Method #1: Using loop + list slicing This task can be performed in brute way using loop. In this, we run a loop skipping by K (size of row required), to adjust numbers addition ahead.

Python3




# Python3 code to demonstrate
# Incremental K sized Row Matrix Initialization
# using loop + list slicing
 
# Initialization of row size
K = 3
 
# Incremental K sized Row Matrix Initialization
# using loop + list slicing
res = []
for idx in range(1, 10, K):
    sub = [idx, idx + 1, idx + 2]
    res.append(sub)
 
# printing result
print ("The Incremental Initialized Matrix is : " + str(res))


Output : 

The Incremental Initialized Matrix is : [[1, 2, 3], [4, 5, 6], [7, 8, 9]]
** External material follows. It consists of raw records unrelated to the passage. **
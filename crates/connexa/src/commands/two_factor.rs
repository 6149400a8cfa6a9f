//! Two-factor enrollment: issue a secret, then confirm it with a code.

use connexa_core::{AssumeYes, Command as CoreCommand, TotpCode, TwoFactorEnrollment};
use secrecy::ExposeSecret;
use serde::Serialize;

use crate::cli::{GlobalOpts, TwoFactorArgs, TwoFactorCommand};
use crate::error::CliError;
use crate::output;

use super::Session;

#[derive(Serialize)]
struct EnrollmentView {
    secret: String,
    uri: String,
}

impl From<&TwoFactorEnrollment> for EnrollmentView {
    fn from(e: &TwoFactorEnrollment) -> Self {
        Self {
            secret: e.secret.expose_secret().to_owned(),
            uri: e.uri.expose_secret().to_owned(),
        }
    }
}

fn enrollment_detail(e: &EnrollmentView) -> String {
    [
        format!("Secret: {}", e.secret),
        format!("URI:    {}", e.uri),
        String::new(),
        "Add the secret to your authenticator app, then run `connexa 2fa verify <CODE>`.".into(),
    ]
    .join("\n")
}

pub async fn handle(
    session: &Session,
    args: TwoFactorArgs,
    global: &GlobalOpts,
) -> Result<(), CliError> {
    let controller = &session.controller;

    match args.command {
        TwoFactorCommand::Setup => {
            let enrollment = controller.setup_two_factor().await?;
            let view = EnrollmentView::from(&enrollment);
            let out = output::render_single(&global.output, &view, enrollment_detail, |e| {
                e.secret.clone()
            });
            // Not suppressed by --quiet: the secret is needed to finish enrollment.
            output::print_output(&out, false);
            Ok(())
        }

        TwoFactorCommand::Verify { code } => {
            let code = TotpCode::parse(&code)?;
            controller
                .execute(CoreCommand::EnableTwoFactor(code), &AssumeYes)
                .await?;
            Ok(())
        }
    }
}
Time Complexity: O(n) where n is the number of elements in the list “test_list”.  
Auxiliary Space: O(n), where n is the number of elements in the new res list 

Method #2: Using list comprehension This is just another way to perform this task. This performs in similar way as above, but in a shorter way. 

Python3




# Python3 code to demonstrate
# Incremental K sized Row Matrix Initialization
# using list comprehension
 
# Initialization of row size
K = 3
 
# Incremental K sized Row Matrix Initialization
# using list comprehension
res = [[i, i + 1, i + 2] for i in range(1, 10, K)]
 
# printing result
print ("The Incremental Initialized Matrix is : " + str(res))


Output : 

The Incremental Initialized Matrix is : [[1, 2, 3], [4, 5, 6], [7, 8, 9]]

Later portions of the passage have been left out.